TWAWEZA revealed a very graphical snap shot of the state of our education system; telling a story that has become as common place amongst Tanzanians as a folklore passed on one generation after another, but now with graphical details in typical TWAWEZA style.
This comes on the heels of form six results that saw Azania Secondary School, once a beckon of academic excellence, secure a place amongst the bottom ten performers and permanently cementing the dominance of private schools in the top echelons of academic performance in Tanzania.
As we convene yet again to commune over these findings, like many before that throw shade on our beleaguered education system, one cannot help but feel the irony in it all.
Most of us offering commentary on all this, including myself, are beneficiaries of a good-system-gone-bad and shamelessly commune time and again to go over results that often paint the same picture with no tangible resolve as if there were no consequences?
Most of us, commentators, have jobs so an interview to us is another cause to be thankful that we have made it as we watch so many who come before us who most likely won’t.
Most of us, commentators, now, only know public schools like Azania through the lens of such reports as our children are ‘safe’ in the time capsules called private schools that protect them (albeit in the short term) from the realities of a world we continue to fashion in their disfavor.
Like a virus that has found its way into our moral conscience, we have built a tolerance for a disease more corrosive than any other to the long term standing of our nation.

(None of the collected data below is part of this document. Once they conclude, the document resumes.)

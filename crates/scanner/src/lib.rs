pub mod config;
pub mod events;
mod pipeline;
pub mod report;
pub mod service;
pub mod state;

pub use config::{ScanSettings, ScannerConfig};
pub use events::{EventNotifier, ScanEvent, ScanEventKind};
pub use pipeline::EngineError;
pub use report::{format_elapsed, render_report, status_line, summary_line};
pub use service::ScanService;
pub use state::{
    FileOutcome, ScanLifecycle, ScanOutcome, ScanRejected, ScanState, ScanStats, ScanStatus,
};
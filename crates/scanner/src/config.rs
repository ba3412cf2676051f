use std::env;
use std::fs;
use std::path::{Path, PathBuf};
use std::time::Duration;

use library::DEFAULT_EXTENSIONS;
use serde::{Deserialize, Serialize};

pub const CONFIG_VERSION: u32 = 1;

const DEFAULT_FILE_TIMEOUT_SECS: u64 = 30;
const DEFAULT_PROGRESS_INTERVAL_MS: u64 = 500;

#[derive(Clone, Debug, Serialize, Deserialize)]
#[serde(default)]
pub struct ScannerConfig {
    pub version: u32,
    pub roots: Vec<String>,
    pub index_path: String,
    pub extensions: Vec<String>,
    pub recursive: bool,
    /// Seconds between periodic scans. 0 disables periodic scanning.
    pub scan_interval_secs: u64,
    pub scan_on_startup: bool,
    pub prune_genres: bool,
    pub file_timeout_secs: u64,
    pub progress_interval_ms: u64,
}

impl Default for ScannerConfig {
    fn default() -> Self {
        Self {
            version: CONFIG_VERSION,
            roots: Vec::new(),
            index_path: "catalog.redb".to_string(),
            extensions: DEFAULT_EXTENSIONS.iter().map(|ext| ext.to_string()).collect(),
            recursive: true,
            scan_interval_secs: 60 * 60 * 24,
            scan_on_startup: true,
            prune_genres: true,
            file_timeout_secs: DEFAULT_FILE_TIMEOUT_SECS,
            progress_interval_ms: DEFAULT_PROGRESS_INTERVAL_MS,
        }
    }
}

impl ScannerConfig {
    fn normalize(&mut self) {
        if self.version < CONFIG_VERSION {
            self.version = CONFIG_VERSION;
        }
        if self.index_path.trim().is_empty() {
            self.index_path = "catalog.redb".to_string();
        }
        self.roots.retain(|root| !root.trim().is_empty());
        self.extensions = self
            .extensions
            .iter()
            .map(|ext| ext.trim().trim_start_matches('.').to_ascii_lowercase())
            .filter(|ext| !ext.is_empty())
            .collect();
        if self.extensions.is_empty() {
            self.extensions = DEFAULT_EXTENSIONS.iter().map(|ext| ext.to_string()).collect();
        }
        if self.file_timeout_secs == 0 {
            self.file_timeout_secs = DEFAULT_FILE_TIMEOUT_SECS;
        }
    }
}

/// Runtime view of the configuration, with paths resolved.
#[derive(Clone, Debug)]
pub struct ScanSettings {
    pub roots: Vec<PathBuf>,
    pub extensions: Vec<String>,
    pub recursive: bool,
    pub scan_interval: Option<Duration>,
    pub file_timeout: Duration,
    pub progress_interval: Duration,
}

impl ScanSettings {
    pub fn from_config(config_path: &Path, config: &ScannerConfig) -> Self {
        Self {
            roots: config
                .roots
                .iter()
                .map(|root| resolve_path(config_path, root.trim()))
                .collect(),
            extensions: config.extensions.clone(),
            recursive: config.recursive,
            scan_interval: match config.scan_interval_secs {
                0 => None,
                secs => Some(Duration::from_secs(secs)),
            },
            file_timeout: Duration::from_secs(config.file_timeout_secs.max(1)),
            progress_interval: Duration::from_millis(config.progress_interval_ms),
        }
    }

    /// One-shot settings for the given roots, used by tools and tests.
    pub fn for_roots(roots: Vec<PathBuf>) -> Self {
        Self {
            roots,
            extensions: DEFAULT_EXTENSIONS.iter().map(|ext| ext.to_string()).collect(),
            recursive: true,
            scan_interval: None,
            file_timeout: Duration::from_secs(DEFAULT_FILE_TIMEOUT_SECS),
            progress_interval: Duration::from_millis(DEFAULT_PROGRESS_INTERVAL_MS),
        }
    }
}

#[derive(Debug)]
pub enum ConfigError {
    Io(std::io::Error),
    Yaml(serde_yaml::Error),
}

impl std::fmt::Display for ConfigError {
    fn fmt(&self, f: &mut std::fmt::Formatter<'_>) -> std::fmt::Result {
        match self {
            ConfigError::Io(err) => write!(f, "io error: {}", err),
            ConfigError::Yaml(err) => write!(f, "yaml error: {}", err),
        }
    }
}

impl std::error::Error for ConfigError {}

impl From<std::io::Error> for ConfigError {
    fn from(err: std::io::Error) -> Self {
        ConfigError::Io(err)
    }
}

impl From<serde_yaml::Error> for ConfigError {
    fn from(err: serde_yaml::Error) -> Self {
        ConfigError::Yaml(err)
    }
}

pub fn config_path_from_env() -> PathBuf {
    match env::var("MEDIASCAN_CONFIG") {
        Ok(value) if !value.trim().is_empty() => PathBuf::from(value),
        _ => default_config_path(),
    }
}

fn default_config_path() -> PathBuf {
    match env::current_exe() {
        Ok(exe) => exe
            .parent()
            .map(|dir| dir.join("config.yaml"))
            .unwrap_or_else(|| PathBuf::from("config.yaml")),
        Err(_) => PathBuf::from("config.yaml"),
    }
}

pub fn load_or_create_config(path: &Path) -> Result<(ScannerConfig, bool), ConfigError> {
    if path.exists() {
        let contents = fs::read_to_string(path)?;
        let mut config: ScannerConfig = serde_yaml::from_str(&contents)?;
        config.normalize();
        return Ok((config, false));
    }

    let config = ScannerConfig::default();
    save_config(path, &config)?;
    Ok((config, true))
}

pub fn save_config(path: &Path, config: &ScannerConfig) -> Result<(), ConfigError> {
    if let Some(parent) = path.parent() {
        if !parent.as_os_str().is_empty() {
            fs::create_dir_all(parent)?;
        }
    }
    let contents = serde_yaml::to_string(config)?;
    fs::write(path, contents)?;
    Ok(())
}

pub fn resolve_path(config_path: &Path, value: &str) -> PathBuf {
    let raw = PathBuf::from(value);
    if raw.is_absolute() {
        return raw;
    }
    let base = config_path
        .parent()
        .filter(|p| !p.as_os_str().is_empty())
        .unwrap_or_else(|| Path::new("."));
    base.join(raw)
}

So every exam result season; every daunting research findings review session is followed with the same ill fated outpouring of grief and disappointment lined with traces of ridicule for results that are for most of us far enough removed from our individual reality to really matter but may be more significant to our collective good than we choose to believe.
What did Mwalimu know that we may have chosen to ignore 50years on?
One of Mwalimu’s earliest interventions in his quest to build this great nation was with the education system; nationalizing schools owned predominantly by religious bodies to allow, not only for wider access, but more probably and more importantly, for the government to have a stronger hand in informing the formative stages of its people. So schools were like manufacturing lines producing Tanzanians out of the varied peoples that colored our nation.
Using schooling systems in this way should not be viewed as the reserve of Ujamaa or socialism, as is always mistakenly assumed. From the United States of America to Sweden and communist China, any society of note invests significantly in public education, in particular, at the formative stages of its people’s development (primary and secondary level) as a critical part of the navigation of its social conscience.
I remember my father once telling me how his father, my grandfather, didn’t want him to pursue studies beyond standard four; preferring that he stay home and tend to cattle that would, at least, ensure him dowry upon coming of a marrying age. Clearly if left to our own methods, be it religious, tribal or otherwise achieving ONE Tanzania is almost as impossible as it is possible.
Mwalimu knew that the state of our Nation is heavily dependent on the state of our education.
Education, which is often associated with imparting knowledge and skills that are key to reinforcing the economics of the land, is a vital funnel for seeding critical values that make us not just a strong economy but more importantly a strong nation in a world that is becoming more pervasive and illusive as a result.
Can we entrust, then, the private sector (harboring private agendas often known only to the owners) even with this sensitive task of stewardship in building this nation’s fabric?
And yet we are surprised that even when our economy is growing strength on strength, the threads that hold our national identity together are growing looser and looser.
As if this were not enough to go on, when we hand our education system to private schools without sufficient investment in public education, we are also sending another alarming message – your liberation as a poor person has a price! How can we tell a family that is already impoverished by circumstance that their only hope to correct their fortunes through the lives of their children requires a hefty and often dollar pegged investment in education that they don’t have? Money should never be a pre-requisite for poor people to break through.
Years ago, it wasn’t uncommon to find children of ministers, permanent secretaries, directors, officers and office clerks all attending the same public school and getting the same opportunity to break through as a result. 50years later these same public schools serve only as a stark reminder of how divided our society is progressively becoming with only the extremely impoverished left to take their children to there.
In a country that claims to be predominantly poor, it fails to register, even in my usually quite imaginative mind, how expensive private sector education can or will solve anything on a national level, especially if it entails abandoning public sector education outright? If the USA can justly call itself the land of opportunities, it is primarily as a result of nurturing an education system that brings together most of the population irrespective of background or circumstance through one ‘melting pot’ called public schooling.
It is my hope that Prof. Ndalichako, Minister of Education, who in her initial stages as the custodian of our education system and nation’s future as a result, has demonstrated with passion and rigger her willingness to go where very few were willing to go before and revive the role of the public sector in education as a main stay (not by the way) will not wane in the face of a society that is cursed to know what it wants (and is willing to kick and shout loud for it) but either doesn’t know or isn’t willing to put in what it takes to make what they want a reality.